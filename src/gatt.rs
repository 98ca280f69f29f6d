//! GATT profile constants for the Door Access service.
//!
//! The engine itself is transport-agnostic; these are the UUIDs and
//! characteristic roles a BLE integration wires the engine's entry
//! points to.

/// Door Access primary service UUID, advertised in the scan response.
pub const DOOR_SERVICE_UUID: &str = "e7b2c021-5d07-4d0b-9c20-223488c8b012";

/// Challenge characteristic (Read, Notify): the 16-byte live nonce.
pub const CHALLENGE_CHAR_UUID: &str = "e7b2c021-5d07-4d0b-9c20-223488c8b013";

/// Auth characteristic (Write): inbound auth frames, 94..512 bytes.
pub const AUTH_CHAR_UUID: &str = "e7b2c021-5d07-4d0b-9c20-223488c8b014";

/// Response characteristic (Indicate): outbound response frames.
pub const RESPONSE_CHAR_UUID: &str = "e7b2c021-5d07-4d0b-9c20-223488c8b015";

/// 16-bit shorthand IDs used in documentation and packet captures.
pub mod short {
    pub const CHALLENGE: u16 = 0x1235;
    pub const AUTH: u16 = 0x1236;
    pub const RESPONSE: u16 = 0x1237;
}

/// Service UUID for the symmetric-key variant's single-service profile.
pub const CREDENTIAL_SERVICE_UUID: &str = "a1b2c3d4-e5f6-7890-abcd-ef1234567890";

/// Data-transfer characteristic (Write Without Response, Notify) used
/// by both symmetric variants.
pub const DATA_TRANSFER_CHAR_UUID: &str = "b2c3d4e5-f678-90ab-cdef-234567890abc";

/// Client Characteristic Configuration Descriptor.
pub const CCCD_UUID: u16 = 0x2902;

/// Advertised device name.
pub const DEVICE_NAME: &str = "Intercom";

#[cfg(test)]
mod tests {
    use super::*;

    #[test]
    fn test_uuids_are_well_formed() {
        for uuid in [
            DOOR_SERVICE_UUID,
            CHALLENGE_CHAR_UUID,
            AUTH_CHAR_UUID,
            RESPONSE_CHAR_UUID,
            CREDENTIAL_SERVICE_UUID,
            DATA_TRANSFER_CHAR_UUID,
        ] {
            assert_eq!(uuid.len(), 36);
            assert_eq!(uuid.matches('-').count(), 4);
        }
    }

    #[test]
    fn test_characteristic_uuids_are_distinct() {
        let uuids = [
            DOOR_SERVICE_UUID,
            CHALLENGE_CHAR_UUID,
            AUTH_CHAR_UUID,
            RESPONSE_CHAR_UUID,
        ];
        for (i, a) in uuids.iter().enumerate() {
            for b in &uuids[i + 1..] {
                assert_ne!(a, b);
            }
        }
    }
}
//! Diversified-key authentication variant.
//!
//! Each device carries a 16-byte key diversified from the reader's
//! master key and the device UID. Authentication is a two-round
//! challenge–response with single-block AES: each side proves key
//! possession by returning `AES(K, nonce)` for the other's nonce. After
//! mutual authentication the link switches to encrypted frames whose
//! CBC chain carries over between frames; an IV-reset frame
//! resynchronizes a direction's chain. Centrals request an ATT MTU of
//! [`crate::MTU_REQUEST_SYMMETRIC`] before starting.

use crate::credential::{PackedCredential, TransactionCertificate};
use crate::crypto::{aes_cbc_decrypt, aes_cbc_encrypt, aes_ecb_encrypt_block, generate_challenge_nonce, generate_iv};
use crate::frame::{
    encode_tlvs, parse_tlvs, LinkFrame, LinkTag, SequenceGenerator, SequenceValidator, TlvType,
};
use crate::keys::KeyProvider;
use crate::types::{
    DoorLinkError, Result, AES_BLOCK_SIZE, CHALLENGE_NONCE_SIZE, DEVICE_UID_SIZE,
};

/// Status byte: transfer accepted.
pub const TRANSFER_ACCEPTED: u8 = 0x00;

/// One direction of the encrypted link: key plus rolling CBC IV.
///
/// The IV for each frame is the last ciphertext block of the previous
/// frame in the same direction, so frames cannot be dropped or reordered
/// without breaking the chain.
struct CbcChain {
    key: [u8; AES_BLOCK_SIZE],
    iv: [u8; AES_BLOCK_SIZE],
}

impl CbcChain {
    fn new(key: [u8; AES_BLOCK_SIZE], iv: [u8; AES_BLOCK_SIZE]) -> Self {
        Self { key, iv }
    }

    fn encrypt(&mut self, plaintext: &[u8]) -> Result<Vec<u8>> {
        let ciphertext = aes_cbc_encrypt(&self.key, &self.iv, plaintext)?;
        self.iv
            .copy_from_slice(&ciphertext[ciphertext.len() - AES_BLOCK_SIZE..]);
        Ok(ciphertext)
    }

    fn decrypt(&mut self, ciphertext: &[u8]) -> Result<Vec<u8>> {
        let plaintext = aes_cbc_decrypt(&self.key, &self.iv, ciphertext)?;
        self.iv
            .copy_from_slice(&ciphertext[ciphertext.len() - AES_BLOCK_SIZE..]);
        Ok(plaintext)
    }

    fn reset(&mut self, iv: [u8; AES_BLOCK_SIZE]) {
        self.iv = iv;
    }
}

fn tlv_fixed<const N: usize>(tlvs: &[(TlvType, Vec<u8>)], wanted: TlvType) -> Result<[u8; N]> {
    let value = tlvs
        .iter()
        .find(|(t, _)| *t == wanted)
        .map(|(_, v)| v)
        .ok_or_else(|| DoorLinkError::MalformedFrame(format!("Missing {:?} TLV", wanted)))?;
    if value.len() != N {
        return Err(DoorLinkError::MalformedFrame(format!(
            "{:?} TLV is {} bytes, expected {}",
            wanted,
            value.len(),
            N
        )));
    }
    let mut out = [0u8; N];
    out.copy_from_slice(value);
    Ok(out)
}

// ============================================================================
// Reader side
// ============================================================================

/// Reader-side protocol phase.
#[derive(Debug, Clone, Copy, PartialEq, Eq)]
pub enum ReaderPhase {
    /// Waiting for the device's UID and challenge.
    AwaitChallenge,
    /// Challenge answered; waiting for the device's response to ours.
    AwaitMutual,
    /// Mutual authentication done; encrypted transfer is open.
    Transfer,
    Done,
}

/// Reader-side engine for the diversified flow.
///
/// Fed decoded link frames; any returned error is fatal and the caller
/// must drop the connection.
pub struct ReaderEngine {
    phase: ReaderPhase,
    device_uid: Option<[u8; DEVICE_UID_SIZE]>,
    device_key: Option<[u8; AES_BLOCK_SIZE]>,
    challenge: Option<[u8; CHALLENGE_NONCE_SIZE]>,
    seq_out: SequenceGenerator,
    seq_in: SequenceValidator,
    recv_chain: Option<CbcChain>,
    send_chain: Option<CbcChain>,
}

--

* [Exercise]
Exactly as given, please retype all the entries.

* [Answer to this exercise]
filename src/gatt.rs
repository 98ca280f69f29f6d
//! GATT profile constants for the Door Access service.
//!
//! The engine itself is transport-agnostic; these are the UUIDs and
//! characteristic roles a BLE integration wires the engine's entry
//! points to.

/// Door Access primary service UUID, advertised in the scan response.
pub const DOOR_SERVICE_UUID: &str = "e7b2c021-5d07-4d0b-9c20-223488c8b012";

/// Challenge characteristic (Read, Notify): the 16-byte live nonce.
pub const CHALLENGE_CHAR_UUID: &str = "e7b2c021-5d07-4d0b-9c20-223488c8b013";

/// Auth characteristic (Write): inbound auth frames, 94..512 bytes.
pub const AUTH_CHAR_UUID: &str = "e7b2c021-5d07-4d0b-9c20-223488c8b014";

/// Response characteristic (Indicate): outbound response frames.
pub const RESPONSE_CHAR_UUID: &str = "e7b2c021-5d07-4d0b-9c20-223488c8b015";

/// 16-bit shorthand IDs used in documentation and packet captures.
pub mod short {
    pub const CHALLENGE: u16 = 0x1235;
    pub const AUTH: u16 = 0x1236;
    pub const RESPONSE: u16 = 0x1237;
}

/// Service UUID for the symmetric-key variant's single-service profile.
pub const CREDENTIAL_SERVICE_UUID: &str = "a1b2c3d4-e5f6-7890-abcd-ef1234567890";

/// Data-transfer characteristic (Write Without Response, Notify) used
/// by both symmetric variants.
pub const DATA_TRANSFER_CHAR_UUID: &str = "b2c3d4e5-f678-90ab-cdef-234567890abc";

/// Client Characteristic Configuration Descriptor.
pub const CCCD_UUID: u16 = 0x2902;

/// Advertised device name.
pub const DEVICE_NAME: &str = "Intercom";

#[cfg(test)]
mod tests {
    use super::*;

    #[test]
    fn test_uuids_are_well_formed() {
        for uuid in [
            DOOR_SERVICE_UUID,
            CHALLENGE_CHAR_UUID,
            AUTH_CHAR_UUID,
            RESPONSE_CHAR_UUID,
            CREDENTIAL_SERVICE_UUID,
            DATA_TRANSFER_CHAR_UUID,
        ] {
            assert_eq!(uuid.len(), 36);
            assert_eq!(uuid.matches('-').count(), 4);
        }
    }

    #[test]
    fn test_characteristic_uuids_are_distinct() {
        let uuids = [
            DOOR_SERVICE_UUID,
            CHALLENGE_CHAR_UUID,
            AUTH_CHAR_UUID,
            RESPONSE_CHAR_UUID,
        ];
        for (i, a) in uuids.iter().enumerate() {
            for b in &uuids[i + 1..] {
                assert_ne!(a, b);
            }
        }
    }
}
//! Diversified-key authentication variant.
//!
//! Each device carries a 16-byte key diversified from the reader's
//! master key and the device UID. Authentication is a two-round
//! challenge–response with single-block AES: each side proves key
//! possession by returning `AES(K, nonce)` for the other's nonce. After
//! mutual authentication the link switches to encrypted frames whose
//! CBC chain carries over between frames; an IV-reset frame
//! resynchronizes a direction's chain. Centrals request an ATT MTU of
//! [`crate::MTU_REQUEST_SYMMETRIC`] before starting.

use crate::credential::{PackedCredential, TransactionCertificate};
use crate::crypto::{aes_cbc_decrypt, aes_cbc_encrypt, aes_ecb_encrypt_block, generate_challenge_nonce, generate_iv};
use crate::frame::{
    encode_tlvs, parse_tlvs, LinkFrame, LinkTag, SequenceGenerator, SequenceValidator, TlvType,
};
use crate::keys::KeyProvider;
use crate::types::{
    DoorLinkError, Result, AES_BLOCK_SIZE, CHALLENGE_NONCE_SIZE, DEVICE_UID_SIZE,
};

/// Status byte: transfer accepted.
pub const TRANSFER_ACCEPTED: u8 = 0x00;

/// One direction of the encrypted link: key plus rolling CBC IV.
///
/// The IV for each frame is the last ciphertext block of the previous
/// frame in the same direction, so frames cannot be dropped or reordered
/// without breaking the chain.
struct CbcChain {
    key: [u8; AES_BLOCK_SIZE],
    iv: [u8; AES_BLOCK_SIZE],
}

impl CbcChain {
    fn new(key: [u8; AES_BLOCK_SIZE], iv: [u8; AES_BLOCK_SIZE]) -> Self {
        Self { key, iv }
    }

    fn encrypt(&mut self, plaintext: &[u8]) -> Result<Vec<u8>> {
        let ciphertext = aes_cbc_encrypt(&self.key, &self.iv, plaintext)?;
        self.iv
            .copy_from_slice(&ciphertext[ciphertext.len() - AES_BLOCK_SIZE..]);
        Ok(ciphertext)
    }

    fn decrypt(&mut self, ciphertext: &[u8]) -> Result<Vec<u8>> {
        let plaintext = aes_cbc_decrypt(&self.key, &self.iv, ciphertext)?;
        self.iv
            .copy_from_slice(&ciphertext[ciphertext.len() - AES_BLOCK_SIZE..]);
        Ok(plaintext)
    }

    fn reset(&mut self, iv: [u8; AES_BLOCK_SIZE]) {
        self.iv = iv;
    }
}

fn tlv_fixed<const N: usize>(tlvs: &[(TlvType, Vec<u8>)], wanted: TlvType) -> Result<[u8; N]> {
    let value = tlvs
        .iter()
        .find(|(t, _)| *t == wanted)
        .map(|(_, v)| v)
        .ok_or_else(|| DoorLinkError::MalformedFrame(format!("Missing {:?} TLV", wanted)))?;
    if value.len() != N {
        return Err(DoorLinkError::MalformedFrame(format!(
            "{:?} TLV is {} bytes, expected {}",
            wanted,
            value.len(),
            N
        )));
    }
    let mut out = [0u8; N];
    out.copy_from_slice(value);
    Ok(out)
}

// ============================================================================
// Reader side
// ============================================================================

/// Reader-side protocol phase.
#[derive(Debug, Clone, Copy, PartialEq, Eq)]
pub enum ReaderPhase {
    /// Waiting for the device's UID and challenge.
    AwaitChallenge,
    /// Challenge answered; waiting for the device's response to ours.
    AwaitMutual,
    /// Mutual authentication done; encrypted transfer is open.
    Transfer,
    Done,
}

/// Reader-side engine for the diversified flow.
///
/// Fed decoded link frames; any returned error is fatal and the caller
/// must drop the connection.
pub struct ReaderEngine {
    phase: ReaderPhase,
    device_uid: Option<[u8; DEVICE_UID_SIZE]>,
    device_key: Option<[u8; AES_BLOCK_SIZE]>,
    challenge: Option<[u8; CHALLENGE_NONCE_SIZE]>,
    seq_out: SequenceGenerator,
    seq_in: SequenceValidator,
    recv_chain: Option<CbcChain>,
    send_chain: Option<CbcChain>,
}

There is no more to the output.